Ces climats de la Bourgogne continuent-ils à vous parler ?
Cela a un petit peu influencé mon intérêt pour l’écologie, mais il ne faudrait pas écrire l’histoire à l’envers. Mon père, qui était aussi conservateur de l’Hôtel-Dieu de Beaune, était proche d’architectes et d’artistes qui gravitaient autour de ce magnifique lieu d’une renommée aujourd’hui internationale. Il était très ami avec Jacques Copeau3. C’était assez étrange de pouvoir bénéficier ainsi d’un univers culturel si riche et de l’aura de Copeau. Nous avions donc une place exceptionnelle, avec d’un côté la haute culture, de l’autre ce négoce de vin, un mélange qui a fait la particularité de mes parents.
Votre famille vous a donné ce lien avec la terre, avec le terroir, bien sûr, mais aussi avec la culture. Et une forme de beauté est entrée en vous…
Disons que j’ai reçu une bonne éducation. J’avais en plus sept frères et sœurs qui habitaient dans un tas d’autres pays : une de mes sœurs était en Afrique, l’autre au Brésil ; j’ai une sœur religieuse qui a vécu dans le monde entier… Il y avait donc dans cette famille une dimension globalisée, mondialisée. Assez bizarrement, j’ai baigné dans une culture bourgeoise, locale et provinciale, mais en même temps très internationale, très ouverte. On se tromperait en pensant qu’il s’agissait d’une « province endormie » – c’est le cliché des articles de journaux. Nous, nous n’étions pas du tout endormis. Beaune était une ville qui pouvait se flatter, depuis les Gaulois, d’avoir beaucoup d’antennes partout dans le monde, à cause du vin. Ce marché était déjà global à l’époque. D’ailleurs, j’ai l’impression que l’idée du « local », opposée au « global », ne veut rien dire. C’est pour cela que j’ai proposé, bien plus tard, de définir le territoire non par l’emplacement cartographique, mais par la dépendance. On comprend tout bien mieux ainsi. Beaune dépend des Américains, des Anglais, des Allemands, des Suédois… Quand le responsable de l’achat de vin suédois venait à la maison, c’était tout un événement, et il fallait bien le traiter : il achetait du vin pour toute l’année et pour toute la Suède.

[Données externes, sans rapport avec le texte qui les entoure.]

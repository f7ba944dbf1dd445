//! Embedded 3D model view
//!
//! The model is rendered by the `@google/model-viewer` web component inside a
//! host web view. This module builds the HTML document for it, with the
//! binary glTF asset inlined as a base64 data URI, and forwards yaw changes
//! to the page as script calls marshalled onto the main thread.
//!
//! Load failures are shown as an inline error message and turn every yaw
//! call into a silent no-op.

use crate::dispatch::MainThreadDispatcher;
use base64::{engine::general_purpose::STANDARD as BASE64_STANDARD, Engine as _};
use std::cell::{Cell, RefCell};
use std::path::PathBuf;
use std::rc::Rc;
use thiserror::Error;

/// Asset bundled with the playground
pub const DEFAULT_MODEL_ASSET: &str = "rubiks_cube.glb";

/// Web component script loaded by the viewer page
pub const MODEL_VIEWER_SCRIPT_URL: &str =
    "https://unpkg.com/@google/model-viewer/dist/model-viewer.min.js";

const GLB_MAGIC: &[u8; 4] = b"glTF";

#[derive(Debug, Error)]
pub enum ViewerError {
    #[error("could not read model asset {path}: {source}")]
    Asset {
        path: PathBuf,
        #[source]
        source: std::io::Error,
    },

    #[error("model asset is not binary glTF")]
    InvalidModel,

    #[error("web view rejected the document: {0}")]
    Document(String),

    #[error("script evaluation failed: {0}")]
    Script(String),
}

/// Where the model bytes come from
#[derive(Debug, Clone)]
pub enum ModelSource {
    /// Read from a file path
    File(PathBuf),
    /// Already in memory
    Bytes(Vec<u8>),
}

impl ModelSource {
    pub fn file(path: impl Into<PathBuf>) -> Self {
        Self::File(path.into())
    }

    pub fn bytes(data: Vec<u8>) -> Self {
        Self::Bytes(data)
    }

    fn read(&self) -> Result<Vec<u8>, ViewerError> {
        match self {
            Self::File(path) => std::fs::read(path).map_err(|source| ViewerError::Asset {
                path: path.clone(),
                source,
            }),
            Self::Bytes(data) => Ok(data.clone()),
        }
    }
}

/// The web view hosting the viewer page
pub trait ScriptHost {
    /// Replace the page with `html`
    fn load_html(&mut self, html: &str) -> Result<(), ViewerError>;

    /// Evaluate `script` in the page
    fn evaluate_script(&mut self, script: &str) -> Result<(), ViewerError>;
}

/// Script host that records what it is given.
///
/// Used by the headless runner where no real web view exists.
#[derive(Debug, Default)]
pub struct RecordingScriptHost {
    html: Option<String>,
    scripts: Vec<String>,
    fail_scripts: bool,
}

impl RecordingScriptHost {
    pub fn new() -> Self {
        Self::default()
    }

    /// A host whose every script evaluation fails
    pub fn failing_scripts() -> Self {
        Self {
            fail_scripts: true,
            ..Self::default()
        }
    }

    pub fn html(&self) -> Option<&str> {
        self.html.as_deref()
    }

    pub fn scripts(&self) -> &[String] {
        &self.scripts
    }

    pub fn last_script(&self) -> Option<&str> {
        self.scripts.last().map(String::as_str)
    }
}

impl ScriptHost for RecordingScriptHost {
    fn load_html(&mut self, html: &str) -> Result<(), ViewerError> {
        self.html = Some(html.to_string());
        Ok(())
    }

    fn evaluate_script(&mut self, script: &str) -> Result<(), ViewerError> {
        if self.fail_scripts {
            return Err(ViewerError::Script(format!("{script} is not defined")));
        }
        self.scripts.push(script.to_string());
        Ok(())
    }
}

/// Format degrees with at most three decimals, trailing zeros trimmed
pub fn format_degrees(degrees: f64) -> String {
    if !degrees.is_finite() {
        return "0".to_string();
    }
    let text = format!("{degrees:.3}");
    let text = text.trim_end_matches('0').trim_end_matches('.');
    match text {
        "-0" | "" => "0".to_string(),
        other => other.to_string(),
    }
}

/// Viewer page with the model inlined
pub fn build_viewer_html(model: &[u8]) -> String {
    let src = format!(
        "data:model/gltf-binary;base64,{}",
        BASE64_STANDARD.encode(model)
    );

    format!(
        r#"<!doctype html>
<html>
<head>
  <meta charset='utf-8'/>
  <meta name='viewport' content='width=device-width, initial-scale=1'/>
  <script type='module' src='{MODEL_VIEWER_SCRIPT_URL}'></script>
  <style>
    html, body {{ margin:0; padding:0; width:100%; height:100%; background:transparent; overflow:hidden; }}
    model-viewer {{ width:100%; height:100%; background:transparent; }}
  </style>
</head>
<body>
  <model-viewer id='mv'
    src='{src}'
    camera-controls
    interaction-prompt='none'
    shadow-intensity='0'
    exposure='1.0'
    style='background: transparent;'>
  </model-viewer>

  <script>
    window.setYaw = function(deg) {{
      const mv = document.getElementById('mv');
      if (!mv) return;
      mv.cameraOrbit = deg + 'deg 75deg 2.5m';
    }};
    window.resetYaw = function() {{ window.setYaw(0); }};
  </script>
</body>
</html>"#
    )
}

/// The 3D view: load state, inline error label, and yaw control
pub struct ModelView {
    host: Rc<RefCell<dyn ScriptHost>>,
    dispatcher: MainThreadDispatcher,
    ready: Cell<bool>,
    error_message: RefCell<Option<String>>,
}

impl ModelView {
    pub fn new(host: Rc<RefCell<dyn ScriptHost>>, dispatcher: MainThreadDispatcher) -> Self {
        Self {
            host,
            dispatcher,
            ready: Cell::new(false),
            error_message: RefCell::new(None),
        }
    }

    /// Load the model and hand the page to the web view.
    ///
    /// Failures never propagate: they set the inline error message and leave
    /// the view not ready.
    pub fn load(&self, source: &ModelSource) {
        match self.try_load(source) {
            Ok(()) => {
                self.error_message.replace(None);
                self.ready.set(true);
                tracing::info!("3D model view ready");
            }
            Err(err) => {
                tracing::warn!(error = %err, "3D model view failed to load");
                self.error_message
                    .replace(Some(format!("3D failed to start: {err}")));
                self.ready.set(false);
            }
        }
    }

    fn try_load(&self, source: &ModelSource) -> Result<(), ViewerError> {
        let model = source.read()?;
        if !model.starts_with(GLB_MAGIC) {
            return Err(ViewerError::InvalidModel);
        }
        let html = build_viewer_html(&model);
        self.host.borrow_mut().load_html(&html)
    }

    pub fn is_ready(&self) -> bool {
        self.ready.get()
    }

    pub fn is_error_visible(&self) -> bool {
        self.error_message.borrow().is_some()
    }

    pub fn error_message(&self) -> Option<String> {
        self.error_message.borrow().clone()
    }

    /// Point the camera at `degrees` of yaw. No-op until loaded.
    pub fn set_yaw(&self, degrees: f64) {
        if !self.is_ready() {
            return;
        }
        self.post_script(format!("setYaw({});", format_degrees(degrees)));
    }

    /// Return the camera to zero yaw. No-op until loaded.
    pub fn reset_yaw(&self) {
        if !self.is_ready() {
            return;
        }
        self.post_script("resetYaw();".to_string());
    }

    fn post_script(&self, script: String) {
        let host = self.host.clone();
        self.dispatcher.begin_invoke(move || {
            if let Err(err) = host.borrow_mut().evaluate_script(&script) {
                tracing::debug!(error = %err, script, "viewer script ignored");
            }
        });
    }
}

#[cfg(test)]
mod tests {
    use super::*;

    fn glb() -> Vec<u8> {
        let mut data = GLB_MAGIC.to_vec();
        data.extend_from_slice(&[2, 0, 0, 0, 12, 0, 0, 0]);
        data
    }

    fn view_with(host: RecordingScriptHost) -> (ModelView, Rc<RefCell<RecordingScriptHost>>, MainThreadDispatcher) {
        let host = Rc::new(RefCell::new(host));
        let dispatcher = MainThreadDispatcher::new();
        let view = ModelView::new(host.clone(), dispatcher.clone());
        (view, host, dispatcher)
    }

    #[test]
    fn test_format_degrees() {
        assert_eq!(format_degrees(0.0), "0");
        assert_eq!(format_degrees(90.0), "90");
        assert_eq!(format_degrees(12.5), "12.5");
        assert_eq!(format_degrees(359.123456), "359.123");
        assert_eq!(format_degrees(-0.0001), "0");
        assert_eq!(format_degrees(f64::NAN), "0");
    }

    #[test]
    fn test_html_inlines_model_and_entry_points() {
        let html = build_viewer_html(b"glTF");
        assert!(html.contains("data:model/gltf-binary;base64,Z2xURg=="));
        assert!(html.contains("window.setYaw = function(deg)"));
        assert!(html.contains("window.resetYaw"));
        assert!(html.contains(MODEL_VIEWER_SCRIPT_URL));
    }

    #[test]
    fn test_successful_load_marshals_yaw_calls() {
        let (view, host, dispatcher) = view_with(RecordingScriptHost::new());
        view.load(&ModelSource::bytes(glb()));

        assert!(view.is_ready());
        assert!(!view.is_error_visible());
        assert!(host.borrow().html().is_some());

        view.set_yaw(45.25);
        view.reset_yaw();
        // Nothing reaches the page until the main thread drains
        assert!(host.borrow().scripts().is_empty());

        dispatcher.drain();
        assert_eq!(host.borrow().scripts(), ["setYaw(45.25);", "resetYaw();"]);
    }

    #[test]
    fn test_missing_asset_shows_error_and_disables_yaw() {
        let (view, host, dispatcher) = view_with(RecordingScriptHost::new());
        view.load(&ModelSource::file("/nonexistent/rubiks_cube.glb"));

        assert!(!view.is_ready());
        let message = view.error_message().unwrap();
        assert!(message.starts_with("3D failed to start: "), "{message}");

        view.set_yaw(10.0);
        view.reset_yaw();
        assert_eq!(dispatcher.pending(), 0);
        assert!(host.borrow().scripts().is_empty());
    }

    #[test]
    fn test_non_glb_asset_is_rejected() {
        let (view, _host, _) = view_with(RecordingScriptHost::new());
        view.load(&ModelSource::bytes(b"not a model".to_vec()));
        assert!(!view.is_ready());
        assert!(view.error_message().unwrap().contains("not binary glTF"));
    }

    #[test]
    fn test_script_failures_are_swallowed() {
        let (view, host, dispatcher) = view_with(RecordingScriptHost::failing_scripts());
        view.load(&ModelSource::bytes(glb()));

        view.set_yaw(1.0);
        assert_eq!(dispatcher.drain(), 1);
        assert!(host.borrow().scripts().is_empty());
        assert!(view.is_ready());
    }

    #[test]
    fn test_reload_clears_previous_error() {
        let (view, _host, _) = view_with(RecordingScriptHost::new());
        view.load(&ModelSource::bytes(Vec::new()));
        assert!(view.is_error_visible());

        view.load(&ModelSource::bytes(glb()));
        assert!(view.is_ready());
        assert!(!view.is_error_visible());
    }
}
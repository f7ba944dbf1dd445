//! Visual elements animated by the playground
//!
//! Handles are cheap clones sharing the same state, so animation callbacks can
//! hold one while the view-model holds another. Everything here lives on the
//! UI thread.

use motion_animation::{AnimatedProperty, OwnerId};
use motion_core::Color;
use std::cell::{Cell, RefCell};
use std::rc::Rc;

/// Transient visual properties of the actor
#[derive(Clone, Copy, Debug, PartialEq)]
pub struct Transform {
    pub opacity: f32,
    pub scale: f32,
    /// Degrees
    pub rotation: f32,
    pub translation_x: f32,
    pub translation_y: f32,
}

impl Transform {
    pub const IDENTITY: Transform = Transform {
        opacity: 1.0,
        scale: 1.0,
        rotation: 0.0,
        translation_x: 0.0,
        translation_y: 0.0,
    };

    pub fn get(&self, property: AnimatedProperty) -> f32 {
        match property {
            AnimatedProperty::Opacity => self.opacity,
            AnimatedProperty::Scale => self.scale,
            AnimatedProperty::Rotation => self.rotation,
            AnimatedProperty::TranslationX => self.translation_x,
            AnimatedProperty::TranslationY => self.translation_y,
        }
    }

    pub fn set(&mut self, property: AnimatedProperty, value: f32) {
        match property {
            AnimatedProperty::Opacity => self.opacity = value,
            AnimatedProperty::Scale => self.scale = value,
            AnimatedProperty::Rotation => self.rotation = value,
            AnimatedProperty::TranslationX => self.translation_x = value,
            AnimatedProperty::TranslationY => self.translation_y = value,
        }
    }

    pub fn is_identity(&self) -> bool {
        *self == Self::IDENTITY
    }
}

impl Default for Transform {
    fn default() -> Self {
        Self::IDENTITY
    }
}

/// The animated shape container
#[derive(Clone, Debug)]
pub struct VisualNode {
    owner: OwnerId,
    transform: Rc<RefCell<Transform>>,
}

impl VisualNode {
    pub fn new(owner: OwnerId) -> Self {
        Self {
            owner,
            transform: Rc::new(RefCell::new(Transform::IDENTITY)),
        }
    }

    pub fn owner(&self) -> OwnerId {
        self.owner
    }

    pub fn transform(&self) -> Transform {
        *self.transform.borrow()
    }

    pub fn set_property(&self, property: AnimatedProperty, value: f32) {
        self.transform.borrow_mut().set(property, value);
    }

    pub fn reset(&self) {
        *self.transform.borrow_mut() = Transform::IDENTITY;
    }
}

/// The background container whose color follows the selected preset
#[derive(Clone, Debug)]
pub struct Stage {
    owner: OwnerId,
    background: Rc<Cell<Color>>,
    attached: Rc<Cell<bool>>,
}

impl Stage {
    pub fn new(owner: OwnerId) -> Self {
        Self {
            owner,
            background: Rc::new(Cell::new(Color::TRANSPARENT)),
            attached: Rc::new(Cell::new(true)),
        }
    }

    pub fn owner(&self) -> OwnerId {
        self.owner
    }

    pub fn background(&self) -> Color {
        self.background.get()
    }

    pub fn set_background(&self, color: Color) {
        self.background.set(color);
    }

    /// Whether the platform view behind the stage still exists
    pub fn is_attached(&self) -> bool {
        self.attached.get()
    }

    pub fn detach(&self) {
        self.attached.set(false);
    }
}

#[cfg(test)]
mod tests {
    use super::*;
    use motion_animation::AnimationScheduler;

    #[test]
    fn test_handles_share_state() {
        let mut scheduler = AnimationScheduler::new();
        let node = VisualNode::new(scheduler.register_owner("actor"));
        let other = node.clone();

        other.set_property(AnimatedProperty::Scale, 1.15);
        other.set_property(AnimatedProperty::TranslationY, -50.0);
        assert_eq!(node.transform().scale, 1.15);
        assert!(!node.transform().is_identity());

        node.reset();
        assert!(other.transform().is_identity());
    }

    #[test]
    fn test_stage_starts_transparent_and_attached() {
        let mut scheduler = AnimationScheduler::new();
        let stage = Stage::new(scheduler.register_owner("stage"));
        assert_eq!(stage.background(), Color::TRANSPARENT);
        assert!(stage.is_attached());
        stage.clone().detach();
        assert!(!stage.is_attached());
    }
}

C’est aussi à travers le prisme du vin que vous avez perçu très concrètement combien le réchauffement climatique pouvait avoir un fort impact sur l’avenir de votre propre famille et sur notre agriculture…
Oui, comme pour tous les agriculteurs, pas simplement ceux de France, mais ceux du monde entier. Les œnologues m’ont toujours dit : « Avec une hausse de 2 degrés de la température, on peut encore s’en tirer. » Mais cela fait déjà trois ans que les gens souffrent beaucoup sur le plan climatique, et cette année, très chaude encore, a été horrible. Il faut s’adapter.
« Il y avait dans ma famille une dimension globalisée, mondialisée »
La Maison Latour a acheté des terres dans l’Ardèche et y fait un très bon vin, le Grand Ardèche. Ils ont aussi acquis un domaine entier dans le Haut-Var, le domaine de Valmoissine, où ils font du bourgogne de Haute-Provence. Mon frère avait déjà pris ces décisions il y a des années4. Maintenant, tout le monde travaille sur de nouveaux cépages. Un des enjeux est notamment de faire fleurir la vigne après les nouvelles formes de gel5. Mais celle-ci n’y est pas habituée, on ne l’a pas sélectionnée pour ça, donc il faut la resélectionner. On investit, je crois, dans un hectare de nouveaux cépages par an pour éviter que la vigne ne fleurisse trop tôt. Avant, c’était un avantage ; à présent, c’est un inconvénient… La Bourgogne travaille beaucoup sur ces questions. C’est une entreprise énorme, à laquelle ma famille participe.
François Mauriac, dans son Bloc-notes, écrivait qu’il n’était jamais autant lui-même que lorsqu’il était à Malagar, sa demeure de famille en Gironde. Vous qui avez travaillé aux États-Unis, séjourné un peu partout, été invité par beaucoup d’universités à travers le monde, considérez-vous ces origines bourguignonnes comme très importantes ?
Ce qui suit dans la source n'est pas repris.